EXERCISE OBJECTIVE: Each line below that holds the word "GmailMessage" counts once. Say how many such lines there are, and no more.

====== LISTED RECORDS

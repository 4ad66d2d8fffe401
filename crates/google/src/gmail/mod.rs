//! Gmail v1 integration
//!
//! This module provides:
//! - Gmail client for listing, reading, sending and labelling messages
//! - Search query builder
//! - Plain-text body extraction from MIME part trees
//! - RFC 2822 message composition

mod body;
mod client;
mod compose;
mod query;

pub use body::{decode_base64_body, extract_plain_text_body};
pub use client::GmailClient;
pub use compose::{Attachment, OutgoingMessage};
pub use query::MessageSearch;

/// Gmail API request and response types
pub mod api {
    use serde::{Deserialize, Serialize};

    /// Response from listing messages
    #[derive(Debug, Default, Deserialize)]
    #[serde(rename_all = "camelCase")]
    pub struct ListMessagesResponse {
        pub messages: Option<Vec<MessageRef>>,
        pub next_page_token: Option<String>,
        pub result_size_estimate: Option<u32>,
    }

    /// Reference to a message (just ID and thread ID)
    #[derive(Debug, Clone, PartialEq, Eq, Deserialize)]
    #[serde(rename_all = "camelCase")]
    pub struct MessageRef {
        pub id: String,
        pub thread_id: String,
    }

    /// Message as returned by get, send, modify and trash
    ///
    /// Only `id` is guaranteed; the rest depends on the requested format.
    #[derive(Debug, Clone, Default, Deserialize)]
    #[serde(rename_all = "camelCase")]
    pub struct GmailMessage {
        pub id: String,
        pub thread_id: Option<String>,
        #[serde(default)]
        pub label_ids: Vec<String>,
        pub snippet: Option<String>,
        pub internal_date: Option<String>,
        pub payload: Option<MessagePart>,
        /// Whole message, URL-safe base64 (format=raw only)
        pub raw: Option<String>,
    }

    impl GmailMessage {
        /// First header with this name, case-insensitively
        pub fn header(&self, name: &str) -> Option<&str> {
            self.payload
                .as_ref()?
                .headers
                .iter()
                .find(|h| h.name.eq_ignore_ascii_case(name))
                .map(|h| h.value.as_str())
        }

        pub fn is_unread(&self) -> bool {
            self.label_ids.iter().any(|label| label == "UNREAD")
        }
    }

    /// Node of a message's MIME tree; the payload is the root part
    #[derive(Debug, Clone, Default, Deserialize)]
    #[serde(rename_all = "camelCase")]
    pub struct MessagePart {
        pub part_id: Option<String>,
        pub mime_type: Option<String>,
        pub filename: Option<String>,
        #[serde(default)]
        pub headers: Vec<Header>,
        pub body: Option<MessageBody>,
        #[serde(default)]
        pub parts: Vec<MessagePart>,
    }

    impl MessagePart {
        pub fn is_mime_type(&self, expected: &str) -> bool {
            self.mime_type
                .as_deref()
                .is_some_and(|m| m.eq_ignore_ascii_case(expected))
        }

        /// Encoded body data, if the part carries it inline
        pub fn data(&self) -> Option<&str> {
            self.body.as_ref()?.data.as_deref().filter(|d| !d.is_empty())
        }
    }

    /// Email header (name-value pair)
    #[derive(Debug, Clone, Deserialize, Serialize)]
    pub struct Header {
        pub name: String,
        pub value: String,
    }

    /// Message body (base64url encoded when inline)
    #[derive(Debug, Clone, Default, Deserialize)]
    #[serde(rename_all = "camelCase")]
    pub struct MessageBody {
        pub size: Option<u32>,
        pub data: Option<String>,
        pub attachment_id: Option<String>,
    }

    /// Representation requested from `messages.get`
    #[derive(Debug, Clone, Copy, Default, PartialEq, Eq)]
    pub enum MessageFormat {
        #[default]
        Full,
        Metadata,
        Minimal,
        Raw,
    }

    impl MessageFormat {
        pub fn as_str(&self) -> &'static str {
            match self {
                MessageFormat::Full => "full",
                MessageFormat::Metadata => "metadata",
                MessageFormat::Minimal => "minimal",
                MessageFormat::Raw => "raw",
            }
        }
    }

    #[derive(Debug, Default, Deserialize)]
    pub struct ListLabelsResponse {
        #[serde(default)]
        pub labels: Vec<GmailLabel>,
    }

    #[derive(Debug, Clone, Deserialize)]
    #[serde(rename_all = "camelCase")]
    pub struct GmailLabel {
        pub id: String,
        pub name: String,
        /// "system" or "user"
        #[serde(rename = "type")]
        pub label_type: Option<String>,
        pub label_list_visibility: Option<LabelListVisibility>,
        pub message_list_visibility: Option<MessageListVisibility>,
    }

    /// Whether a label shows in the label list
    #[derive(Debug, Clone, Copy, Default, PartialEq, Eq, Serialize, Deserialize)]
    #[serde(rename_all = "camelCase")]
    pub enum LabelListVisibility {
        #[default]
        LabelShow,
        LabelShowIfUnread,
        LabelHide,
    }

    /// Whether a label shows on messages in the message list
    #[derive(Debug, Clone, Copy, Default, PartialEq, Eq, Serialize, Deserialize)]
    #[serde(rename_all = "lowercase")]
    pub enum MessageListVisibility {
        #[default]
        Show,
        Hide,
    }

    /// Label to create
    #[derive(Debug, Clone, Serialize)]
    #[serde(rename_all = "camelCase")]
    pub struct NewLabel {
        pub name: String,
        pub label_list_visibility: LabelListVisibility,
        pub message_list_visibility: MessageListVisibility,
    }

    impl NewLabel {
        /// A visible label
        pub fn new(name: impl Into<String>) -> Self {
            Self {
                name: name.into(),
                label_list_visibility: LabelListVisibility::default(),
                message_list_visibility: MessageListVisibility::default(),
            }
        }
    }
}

============
====== LISTED RECORDS

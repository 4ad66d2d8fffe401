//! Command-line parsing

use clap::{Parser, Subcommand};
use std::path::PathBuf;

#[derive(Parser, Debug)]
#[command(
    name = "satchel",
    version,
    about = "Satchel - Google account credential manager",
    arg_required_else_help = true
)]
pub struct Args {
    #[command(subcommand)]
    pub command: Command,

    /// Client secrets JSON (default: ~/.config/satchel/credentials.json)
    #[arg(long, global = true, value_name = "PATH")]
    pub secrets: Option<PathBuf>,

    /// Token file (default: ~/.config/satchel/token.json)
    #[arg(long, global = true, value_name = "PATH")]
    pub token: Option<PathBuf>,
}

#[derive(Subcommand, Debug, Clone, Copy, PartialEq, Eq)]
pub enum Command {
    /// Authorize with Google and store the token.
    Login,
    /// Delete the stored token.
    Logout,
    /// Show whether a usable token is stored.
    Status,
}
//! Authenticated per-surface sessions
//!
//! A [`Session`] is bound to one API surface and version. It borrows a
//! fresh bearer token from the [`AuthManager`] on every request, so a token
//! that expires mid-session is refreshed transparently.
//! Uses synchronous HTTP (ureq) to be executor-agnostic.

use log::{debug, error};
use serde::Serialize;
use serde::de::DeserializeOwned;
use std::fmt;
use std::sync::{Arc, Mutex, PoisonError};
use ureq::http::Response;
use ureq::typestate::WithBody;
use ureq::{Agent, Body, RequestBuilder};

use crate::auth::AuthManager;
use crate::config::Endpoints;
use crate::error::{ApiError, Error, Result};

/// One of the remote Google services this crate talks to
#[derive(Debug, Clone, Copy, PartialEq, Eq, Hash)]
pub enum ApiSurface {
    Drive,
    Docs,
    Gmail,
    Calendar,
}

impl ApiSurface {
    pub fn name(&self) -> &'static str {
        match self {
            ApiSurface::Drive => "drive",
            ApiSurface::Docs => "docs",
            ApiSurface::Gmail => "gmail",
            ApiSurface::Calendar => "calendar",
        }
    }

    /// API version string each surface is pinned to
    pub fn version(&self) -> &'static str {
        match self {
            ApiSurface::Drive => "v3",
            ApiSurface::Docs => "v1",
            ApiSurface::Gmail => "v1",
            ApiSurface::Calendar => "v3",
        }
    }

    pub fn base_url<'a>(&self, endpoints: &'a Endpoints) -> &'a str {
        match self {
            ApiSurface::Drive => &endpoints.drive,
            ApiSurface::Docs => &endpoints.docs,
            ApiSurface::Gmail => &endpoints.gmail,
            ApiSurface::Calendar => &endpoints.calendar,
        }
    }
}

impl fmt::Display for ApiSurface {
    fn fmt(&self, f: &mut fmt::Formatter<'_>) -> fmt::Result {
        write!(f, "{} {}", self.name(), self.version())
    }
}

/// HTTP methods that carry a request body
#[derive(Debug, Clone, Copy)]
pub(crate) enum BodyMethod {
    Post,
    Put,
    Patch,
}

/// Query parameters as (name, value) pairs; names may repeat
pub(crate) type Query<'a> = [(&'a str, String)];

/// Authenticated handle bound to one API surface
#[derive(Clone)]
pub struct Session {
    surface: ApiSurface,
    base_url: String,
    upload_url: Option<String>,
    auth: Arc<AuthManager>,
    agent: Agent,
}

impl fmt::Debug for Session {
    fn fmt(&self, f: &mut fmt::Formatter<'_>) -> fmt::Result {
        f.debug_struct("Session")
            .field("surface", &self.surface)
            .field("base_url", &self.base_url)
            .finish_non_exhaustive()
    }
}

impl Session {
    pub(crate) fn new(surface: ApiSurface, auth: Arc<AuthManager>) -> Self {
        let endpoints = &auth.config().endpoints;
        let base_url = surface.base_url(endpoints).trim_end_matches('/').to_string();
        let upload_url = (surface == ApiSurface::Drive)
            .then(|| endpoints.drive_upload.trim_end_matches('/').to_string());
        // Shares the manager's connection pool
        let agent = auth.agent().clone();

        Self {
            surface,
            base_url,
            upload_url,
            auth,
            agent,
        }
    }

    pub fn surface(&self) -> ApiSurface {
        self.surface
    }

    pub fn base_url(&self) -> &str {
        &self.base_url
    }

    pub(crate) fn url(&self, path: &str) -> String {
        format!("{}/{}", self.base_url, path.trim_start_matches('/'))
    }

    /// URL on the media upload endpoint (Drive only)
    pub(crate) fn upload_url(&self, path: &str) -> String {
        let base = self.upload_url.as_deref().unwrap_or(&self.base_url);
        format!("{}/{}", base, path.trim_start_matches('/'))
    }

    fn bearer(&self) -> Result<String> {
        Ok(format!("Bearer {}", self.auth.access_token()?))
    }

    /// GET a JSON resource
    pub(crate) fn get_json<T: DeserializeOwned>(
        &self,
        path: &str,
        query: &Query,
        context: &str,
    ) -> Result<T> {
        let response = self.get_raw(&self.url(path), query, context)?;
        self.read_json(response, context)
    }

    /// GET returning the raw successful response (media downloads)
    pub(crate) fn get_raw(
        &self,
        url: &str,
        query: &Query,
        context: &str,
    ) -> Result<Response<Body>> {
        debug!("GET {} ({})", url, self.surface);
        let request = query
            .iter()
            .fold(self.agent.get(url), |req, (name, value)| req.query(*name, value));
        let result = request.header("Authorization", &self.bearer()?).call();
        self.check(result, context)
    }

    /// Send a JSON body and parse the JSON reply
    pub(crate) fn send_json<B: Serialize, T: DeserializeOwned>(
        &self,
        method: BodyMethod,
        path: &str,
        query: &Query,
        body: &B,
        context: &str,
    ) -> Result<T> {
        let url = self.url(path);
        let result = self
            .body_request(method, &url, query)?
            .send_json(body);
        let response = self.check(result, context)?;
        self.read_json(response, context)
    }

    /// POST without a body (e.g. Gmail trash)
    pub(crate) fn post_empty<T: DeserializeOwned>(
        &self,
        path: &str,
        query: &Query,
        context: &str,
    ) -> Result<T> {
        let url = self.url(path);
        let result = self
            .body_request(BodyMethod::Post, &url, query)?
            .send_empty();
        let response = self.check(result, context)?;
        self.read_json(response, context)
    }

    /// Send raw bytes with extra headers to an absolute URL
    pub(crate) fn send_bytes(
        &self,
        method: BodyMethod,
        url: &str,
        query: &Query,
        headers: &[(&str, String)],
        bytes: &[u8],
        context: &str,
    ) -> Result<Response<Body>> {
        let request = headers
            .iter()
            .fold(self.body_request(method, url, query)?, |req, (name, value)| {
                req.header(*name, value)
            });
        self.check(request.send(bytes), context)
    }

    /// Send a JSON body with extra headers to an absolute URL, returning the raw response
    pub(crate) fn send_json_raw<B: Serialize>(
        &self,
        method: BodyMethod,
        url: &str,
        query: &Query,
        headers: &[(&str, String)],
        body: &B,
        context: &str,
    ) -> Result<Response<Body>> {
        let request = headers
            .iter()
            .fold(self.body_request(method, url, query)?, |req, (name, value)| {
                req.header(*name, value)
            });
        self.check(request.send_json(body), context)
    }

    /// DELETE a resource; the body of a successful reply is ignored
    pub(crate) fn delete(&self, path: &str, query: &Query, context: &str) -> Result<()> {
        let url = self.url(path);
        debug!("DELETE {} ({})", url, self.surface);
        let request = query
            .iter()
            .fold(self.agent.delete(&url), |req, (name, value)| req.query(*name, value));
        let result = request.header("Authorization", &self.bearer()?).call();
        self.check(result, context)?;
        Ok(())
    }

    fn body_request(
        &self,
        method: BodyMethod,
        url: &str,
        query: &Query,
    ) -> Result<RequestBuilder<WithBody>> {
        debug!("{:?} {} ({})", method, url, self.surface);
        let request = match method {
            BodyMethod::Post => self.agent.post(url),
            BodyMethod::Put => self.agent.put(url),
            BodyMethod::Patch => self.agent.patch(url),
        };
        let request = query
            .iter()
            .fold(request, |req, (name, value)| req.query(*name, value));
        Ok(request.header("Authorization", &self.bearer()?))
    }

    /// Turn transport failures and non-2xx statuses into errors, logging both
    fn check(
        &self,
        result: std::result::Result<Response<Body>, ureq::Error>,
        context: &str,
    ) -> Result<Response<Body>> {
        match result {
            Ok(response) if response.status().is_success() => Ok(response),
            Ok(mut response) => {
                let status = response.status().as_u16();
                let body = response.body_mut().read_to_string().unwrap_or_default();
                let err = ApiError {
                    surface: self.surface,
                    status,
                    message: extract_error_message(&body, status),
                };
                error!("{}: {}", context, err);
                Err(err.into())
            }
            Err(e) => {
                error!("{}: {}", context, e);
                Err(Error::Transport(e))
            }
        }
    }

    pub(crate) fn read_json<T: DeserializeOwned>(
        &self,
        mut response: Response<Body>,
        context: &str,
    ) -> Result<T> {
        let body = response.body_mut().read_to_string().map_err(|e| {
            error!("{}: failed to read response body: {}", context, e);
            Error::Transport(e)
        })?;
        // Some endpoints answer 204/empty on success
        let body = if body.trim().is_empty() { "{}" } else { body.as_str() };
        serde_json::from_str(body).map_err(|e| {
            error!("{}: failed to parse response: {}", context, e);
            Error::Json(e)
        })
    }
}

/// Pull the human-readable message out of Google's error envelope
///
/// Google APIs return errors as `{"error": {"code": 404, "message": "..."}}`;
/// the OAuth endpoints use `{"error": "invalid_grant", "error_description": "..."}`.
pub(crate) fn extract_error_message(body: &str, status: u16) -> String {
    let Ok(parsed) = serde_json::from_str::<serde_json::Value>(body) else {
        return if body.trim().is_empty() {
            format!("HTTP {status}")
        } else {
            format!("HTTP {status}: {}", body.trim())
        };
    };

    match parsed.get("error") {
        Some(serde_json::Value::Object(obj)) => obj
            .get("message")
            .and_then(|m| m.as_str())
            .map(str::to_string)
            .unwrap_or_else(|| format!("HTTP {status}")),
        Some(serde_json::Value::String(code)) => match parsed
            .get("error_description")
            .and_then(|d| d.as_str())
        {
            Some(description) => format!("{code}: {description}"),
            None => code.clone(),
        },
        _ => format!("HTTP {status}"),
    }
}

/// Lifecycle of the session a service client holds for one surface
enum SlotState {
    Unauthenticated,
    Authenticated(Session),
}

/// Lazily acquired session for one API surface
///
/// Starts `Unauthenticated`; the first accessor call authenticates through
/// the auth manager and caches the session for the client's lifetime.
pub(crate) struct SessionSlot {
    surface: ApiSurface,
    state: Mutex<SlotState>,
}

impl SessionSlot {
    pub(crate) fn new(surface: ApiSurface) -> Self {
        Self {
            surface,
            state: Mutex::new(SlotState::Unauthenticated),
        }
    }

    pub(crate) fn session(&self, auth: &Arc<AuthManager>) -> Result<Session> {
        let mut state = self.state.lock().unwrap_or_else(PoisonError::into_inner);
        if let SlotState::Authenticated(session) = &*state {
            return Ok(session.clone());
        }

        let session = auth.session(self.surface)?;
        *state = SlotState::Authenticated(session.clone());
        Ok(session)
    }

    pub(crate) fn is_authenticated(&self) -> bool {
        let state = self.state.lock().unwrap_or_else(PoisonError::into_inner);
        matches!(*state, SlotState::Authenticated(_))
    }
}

============

EXERCISE OUTPUT: 2